Hairy women! Trained mice! Dry humping! The second movie by "Being John Malkovich" writer Charlie Kaufman is even weirder than his first.

By Andrew O'Hehir
Published April 12, 2002 7:00PM (EDT)

Toward the end of "Human Nature," Nathan Bronfman, the obsessive scientist played by Tim Robbins, tracks down Puff and Lila (Rhys Ifans and Patricia Arquette), a couple he knows who have escaped to the woods to live naked like wild animals. Breaking his vow to avoid language, Puff asks Nathan to define a polysyllabic word that's been bugging him. "It means the inability to perceive things as elements of a whole," Nathan explains. One could certainly contend that screenwriter Charlie Kaufman, the mastermind behind both "Human Nature" and 1999's "Being John Malkovich," suffers from this disorder, whatever it's called. With him, in fact, it may rise to the level of a worldview or a guiding philosophy.

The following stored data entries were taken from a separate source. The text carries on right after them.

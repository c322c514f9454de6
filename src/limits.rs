//! DoS prevention constants.
//!
//! These limits keep pathological inputs linear: nesting is bounded, and
//! scans that could otherwise rescan the same bytes stop early.

/// Maximum nesting depth for block containers (lists, blockquotes, alerts)
pub const MAX_BLOCK_NESTING: u32 = 32;

/// Maximum bracket depth in link labels [[[...]]]
pub const MAX_BRACKET_DEPTH: usize = 8;

/// Maximum number of unmatched emphasis openers kept on the stack
pub const MAX_DELIMITER_STACK: usize = 64;

/// Maximum number of delimiter marks collected per inline run
pub const MAX_INLINE_MARKS: usize = 4096;

/// Maximum backtick run length for code spans (prevents O(n^2) matching)
/// Longer runs are treated as literal text
pub const MAX_CODE_SPAN_BACKTICKS: usize = 32;

/// Maximum parentheses nesting in link destinations (CommonMark: 32)
pub const MAX_LINK_PAREN_DEPTH: usize = 32;

/// Maximum digits in ordered list marker (prevents big-integer parsing)
pub const MAX_LIST_MARKER_DIGITS: usize = 9;

/// Maximum length of a named or numeric character reference, `&` to `;`
pub const MAX_ENTITY_LEN: usize = 32;

#[cfg(test)]
mod tests {
    use super::*;

    #[test]
    fn limits_are_reasonable() {
        const { assert!(MAX_BLOCK_NESTING >= 16) };
        const { assert!(MAX_BLOCK_NESTING <= 64) };
        const { assert!(MAX_CODE_SPAN_BACKTICKS >= 16) };
        const { assert!(MAX_DELIMITER_STACK <= MAX_INLINE_MARKS) };
    }
}
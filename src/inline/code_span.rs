//! Code span resolution.
//!
//! Code spans bind tighter than everything else: an opening backtick run
//! pairs with the next run of exactly the same length, and every mark in
//! between becomes literal.

use crate::Range;

use super::marks::{flags, Mark};

/// A resolved code span.
#[derive(Debug, Clone, Copy, PartialEq, Eq)]
pub struct CodeSpan {
    /// Start of the opening backticks.
    pub start: u32,
    /// End of the closing backticks.
    pub end: u32,
    /// Content between the backticks, padding stripped.
    pub content: Range,
}

/// Pair backtick marks and flag everything they enclose.
pub fn resolve_code_spans(text: &[u8], marks: &mut [Mark], spans: &mut Vec<CodeSpan>) {
    spans.clear();
    let len = marks.len();

    let mut i = 0;
    while i < len {
        if marks[i].ch != b'`' || !marks[i].is_live() {
            i += 1;
            continue;
        }

        let run = marks[i].len();
        let closer = (i + 1..len).find(|&j| marks[j].ch == b'`' && marks[j].len() == run);
        let Some(j) = closer else {
            i += 1;
            continue;
        };

        marks[i].resolve();
        marks[j].resolve();
        for mark in &mut marks[i + 1..j] {
            mark.flags |= flags::IN_CODE;
        }
        spans.push(CodeSpan {
            start: marks[i].pos,
            end: marks[j].end,
            content: strip_padding(text, marks[i].end, marks[j].pos),
        });
        i = j + 1;
    }
}

/// Strip one space (or line ending) from each side when both sides have
/// one and the content is not all spaces.
fn strip_padding(text: &[u8], start: u32, end: u32) -> Range {
    let content = &text[start as usize..end as usize];
    let is_pad = |b: u8| b == b' ' || b == b'\n';
    let padded = content.len() >= 2
        && is_pad(content[0])
        && is_pad(content[content.len() - 1])
        && !content.iter().all(|&b| is_pad(b));
    if padded {
        Range::new(start + 1, end - 1)
    } else {
        Range::new(start, end)
    }
}

#[cfg(test)]
mod tests {
    use super::*;
    use crate::inline::marks::{collect_marks, MarkBuffer};

    fn spans(text: &[u8]) -> (Vec<CodeSpan>, MarkBuffer) {
        let mut buffer = MarkBuffer::new();
        collect_marks(text, &mut buffer);
        let mut spans = Vec::new();
        resolve_code_spans(text, buffer.marks_mut(), &mut spans);
        (spans, buffer)
    }

    #[test]
    fn test_simple_code_span() {
        let (spans, _) = spans(b"hello `code` world");
        assert_eq!(spans.len(), 1);
        assert_eq!(spans[0].content, Range::new(7, 11));
        assert_eq!((spans[0].start, spans[0].end), (6, 12));
    }

    #[test]
    fn test_padding_stripped_once() {
        let text = b"``  `a`  ``";
        let (spans, _) = spans(text);
        assert_eq!(spans[0].content.slice(text), b" `a` ");
    }

    #[test]
    fn test_all_space_content_kept() {
        let text = b"`  `";
        let (spans, _) = spans(text);
        assert_eq!(spans[0].content.slice(text), b"  ");
    }

    #[test]
    fn test_run_lengths_must_match() {
        let (spans, _) = spans(b"hello `code`` world");
        assert!(spans.is_empty());
    }

    #[test]
    fn test_marks_inside_are_literal() {
        let (_, buffer) = spans(b"`*not emphasis*`");
        for mark in buffer.marks().iter().filter(|m| m.ch == b'*') {
            assert!(mark.flags & flags::IN_CODE != 0);
            assert!(!mark.can_open());
        }
    }
}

With "Being John Malkovich," his first produced screenplay, Kaufman announced himself as a Hollywood legend in the making. Whatever you made of that film's deranged blend of showbiz satire and minor-key Monty Python absurdism -- and I found it outrageously funny, if finally incoherent -- it was going to be a tough act to follow. Between Kaufman's image as a never-photographed recluse and his high-concept, shotgun-splatter approach to writing movies, you had to wonder whether he was going to succumb to his own mystique before his career path had a chance to jell properly.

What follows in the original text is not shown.